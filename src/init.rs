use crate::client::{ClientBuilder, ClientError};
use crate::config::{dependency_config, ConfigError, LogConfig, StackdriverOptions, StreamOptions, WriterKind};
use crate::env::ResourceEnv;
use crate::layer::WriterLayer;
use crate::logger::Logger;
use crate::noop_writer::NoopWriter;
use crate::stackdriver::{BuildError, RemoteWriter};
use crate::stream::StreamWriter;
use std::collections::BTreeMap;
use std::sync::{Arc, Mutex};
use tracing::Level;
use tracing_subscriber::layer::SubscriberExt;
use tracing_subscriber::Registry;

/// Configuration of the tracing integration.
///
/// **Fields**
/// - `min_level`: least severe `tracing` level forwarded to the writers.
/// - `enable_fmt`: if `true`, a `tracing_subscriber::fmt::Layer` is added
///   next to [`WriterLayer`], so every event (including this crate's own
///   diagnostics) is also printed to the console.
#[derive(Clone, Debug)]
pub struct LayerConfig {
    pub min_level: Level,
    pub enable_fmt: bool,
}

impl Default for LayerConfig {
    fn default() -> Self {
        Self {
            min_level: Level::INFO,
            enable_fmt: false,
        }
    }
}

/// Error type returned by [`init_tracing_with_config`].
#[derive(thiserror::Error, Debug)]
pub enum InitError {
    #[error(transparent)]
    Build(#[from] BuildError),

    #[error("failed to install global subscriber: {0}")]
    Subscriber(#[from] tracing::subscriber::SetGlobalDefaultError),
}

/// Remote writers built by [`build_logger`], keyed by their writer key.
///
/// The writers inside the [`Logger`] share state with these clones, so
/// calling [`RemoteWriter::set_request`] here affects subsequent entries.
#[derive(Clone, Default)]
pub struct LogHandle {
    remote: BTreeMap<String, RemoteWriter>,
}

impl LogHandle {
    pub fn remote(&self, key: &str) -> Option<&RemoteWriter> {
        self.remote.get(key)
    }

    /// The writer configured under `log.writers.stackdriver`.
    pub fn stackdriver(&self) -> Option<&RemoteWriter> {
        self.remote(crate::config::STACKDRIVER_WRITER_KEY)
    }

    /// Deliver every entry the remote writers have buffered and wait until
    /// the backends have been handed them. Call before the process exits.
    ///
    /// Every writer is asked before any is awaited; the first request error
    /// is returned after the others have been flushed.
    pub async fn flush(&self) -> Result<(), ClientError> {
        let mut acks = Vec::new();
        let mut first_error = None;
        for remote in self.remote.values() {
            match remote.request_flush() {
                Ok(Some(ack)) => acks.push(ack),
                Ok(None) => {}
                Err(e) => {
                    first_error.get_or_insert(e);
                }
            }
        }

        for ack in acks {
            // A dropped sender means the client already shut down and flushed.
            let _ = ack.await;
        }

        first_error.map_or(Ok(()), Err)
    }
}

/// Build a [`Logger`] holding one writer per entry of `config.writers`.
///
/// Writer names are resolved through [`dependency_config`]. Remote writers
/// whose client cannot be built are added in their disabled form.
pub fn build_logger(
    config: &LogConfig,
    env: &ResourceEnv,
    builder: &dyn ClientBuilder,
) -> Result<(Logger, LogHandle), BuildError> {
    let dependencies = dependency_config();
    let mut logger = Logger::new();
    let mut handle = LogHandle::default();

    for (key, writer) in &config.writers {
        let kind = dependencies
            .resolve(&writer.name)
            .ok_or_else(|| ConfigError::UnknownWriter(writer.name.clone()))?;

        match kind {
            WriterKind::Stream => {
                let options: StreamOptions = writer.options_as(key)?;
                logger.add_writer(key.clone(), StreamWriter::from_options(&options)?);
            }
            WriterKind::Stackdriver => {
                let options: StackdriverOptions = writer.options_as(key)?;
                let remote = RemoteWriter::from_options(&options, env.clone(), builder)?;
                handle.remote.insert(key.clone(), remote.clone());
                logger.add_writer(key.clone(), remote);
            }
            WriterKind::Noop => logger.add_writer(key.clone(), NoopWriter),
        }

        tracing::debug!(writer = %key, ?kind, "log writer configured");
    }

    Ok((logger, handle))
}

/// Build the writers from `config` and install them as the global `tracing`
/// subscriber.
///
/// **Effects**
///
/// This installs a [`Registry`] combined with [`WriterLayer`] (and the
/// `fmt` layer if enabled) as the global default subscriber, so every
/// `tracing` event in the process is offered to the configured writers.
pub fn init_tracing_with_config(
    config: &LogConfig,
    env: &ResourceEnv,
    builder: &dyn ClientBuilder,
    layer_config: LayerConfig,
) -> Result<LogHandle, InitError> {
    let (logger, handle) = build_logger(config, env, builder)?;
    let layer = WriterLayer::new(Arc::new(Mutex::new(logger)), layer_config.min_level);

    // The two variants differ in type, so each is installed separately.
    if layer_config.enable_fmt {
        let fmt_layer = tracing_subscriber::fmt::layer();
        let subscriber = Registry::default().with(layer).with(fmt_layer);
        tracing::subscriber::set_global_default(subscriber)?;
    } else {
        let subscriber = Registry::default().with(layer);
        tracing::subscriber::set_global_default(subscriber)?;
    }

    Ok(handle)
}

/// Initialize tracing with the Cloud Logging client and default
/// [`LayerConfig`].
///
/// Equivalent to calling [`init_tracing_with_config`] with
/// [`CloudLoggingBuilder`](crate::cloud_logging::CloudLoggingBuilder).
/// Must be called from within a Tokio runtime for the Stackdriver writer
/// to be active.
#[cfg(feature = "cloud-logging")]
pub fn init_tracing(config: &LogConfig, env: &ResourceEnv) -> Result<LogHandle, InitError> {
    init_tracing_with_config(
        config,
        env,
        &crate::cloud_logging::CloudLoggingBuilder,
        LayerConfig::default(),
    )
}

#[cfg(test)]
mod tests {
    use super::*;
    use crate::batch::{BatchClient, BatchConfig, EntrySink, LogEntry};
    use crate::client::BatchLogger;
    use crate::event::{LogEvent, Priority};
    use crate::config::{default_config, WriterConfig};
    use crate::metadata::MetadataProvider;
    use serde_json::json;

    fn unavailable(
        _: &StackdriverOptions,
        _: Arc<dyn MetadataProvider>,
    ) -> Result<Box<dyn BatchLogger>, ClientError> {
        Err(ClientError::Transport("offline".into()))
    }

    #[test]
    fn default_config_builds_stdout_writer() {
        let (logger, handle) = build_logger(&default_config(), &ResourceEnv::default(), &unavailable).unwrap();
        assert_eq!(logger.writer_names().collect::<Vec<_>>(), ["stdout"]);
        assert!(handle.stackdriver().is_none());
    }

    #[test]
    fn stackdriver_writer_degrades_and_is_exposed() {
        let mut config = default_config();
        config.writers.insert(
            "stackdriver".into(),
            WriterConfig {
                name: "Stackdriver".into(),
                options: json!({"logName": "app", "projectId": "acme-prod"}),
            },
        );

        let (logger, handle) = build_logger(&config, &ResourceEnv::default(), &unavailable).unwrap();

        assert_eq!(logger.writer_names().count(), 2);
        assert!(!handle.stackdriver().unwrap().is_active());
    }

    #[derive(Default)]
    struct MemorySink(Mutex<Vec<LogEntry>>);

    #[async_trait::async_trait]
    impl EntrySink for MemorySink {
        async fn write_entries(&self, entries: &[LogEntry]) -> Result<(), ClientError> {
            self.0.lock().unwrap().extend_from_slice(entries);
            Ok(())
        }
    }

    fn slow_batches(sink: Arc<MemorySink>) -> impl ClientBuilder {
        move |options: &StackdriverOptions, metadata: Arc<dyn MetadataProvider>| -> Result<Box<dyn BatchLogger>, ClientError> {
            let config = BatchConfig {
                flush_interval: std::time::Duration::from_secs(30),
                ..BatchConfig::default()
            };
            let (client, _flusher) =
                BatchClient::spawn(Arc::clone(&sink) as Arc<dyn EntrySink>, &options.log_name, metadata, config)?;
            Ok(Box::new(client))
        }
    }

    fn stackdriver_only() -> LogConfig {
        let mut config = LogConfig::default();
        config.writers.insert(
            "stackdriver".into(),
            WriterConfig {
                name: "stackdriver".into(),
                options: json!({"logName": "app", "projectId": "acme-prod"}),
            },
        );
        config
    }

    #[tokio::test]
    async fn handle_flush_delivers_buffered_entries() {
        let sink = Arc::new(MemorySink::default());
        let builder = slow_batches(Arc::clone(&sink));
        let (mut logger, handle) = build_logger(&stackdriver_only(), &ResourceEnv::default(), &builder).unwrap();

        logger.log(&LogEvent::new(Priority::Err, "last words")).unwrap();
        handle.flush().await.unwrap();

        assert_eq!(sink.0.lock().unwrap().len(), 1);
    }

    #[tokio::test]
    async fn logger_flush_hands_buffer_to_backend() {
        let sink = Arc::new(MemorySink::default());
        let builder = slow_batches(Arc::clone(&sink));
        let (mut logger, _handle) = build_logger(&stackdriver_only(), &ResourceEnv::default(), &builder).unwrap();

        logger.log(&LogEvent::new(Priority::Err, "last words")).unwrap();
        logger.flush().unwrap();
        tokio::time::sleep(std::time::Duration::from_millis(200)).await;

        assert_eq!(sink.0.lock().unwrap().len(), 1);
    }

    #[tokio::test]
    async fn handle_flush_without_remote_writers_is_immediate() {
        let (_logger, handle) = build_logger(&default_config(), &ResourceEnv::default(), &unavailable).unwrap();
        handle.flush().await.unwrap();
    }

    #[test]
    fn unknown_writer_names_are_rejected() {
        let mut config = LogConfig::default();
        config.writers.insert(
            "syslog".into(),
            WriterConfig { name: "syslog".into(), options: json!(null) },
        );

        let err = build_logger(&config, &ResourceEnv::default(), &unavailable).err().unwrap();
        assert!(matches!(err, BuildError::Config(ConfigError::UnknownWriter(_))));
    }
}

━━━━━━━━

Problem - For every line of the material above that contains the word "InitError", show the line.

Exercise output -
pub enum InitError {
) -> Result<LogHandle, InitError> {
pub fn init_tracing(config: &LogConfig, env: &ResourceEnv) -> Result<LogHandle, InitError> {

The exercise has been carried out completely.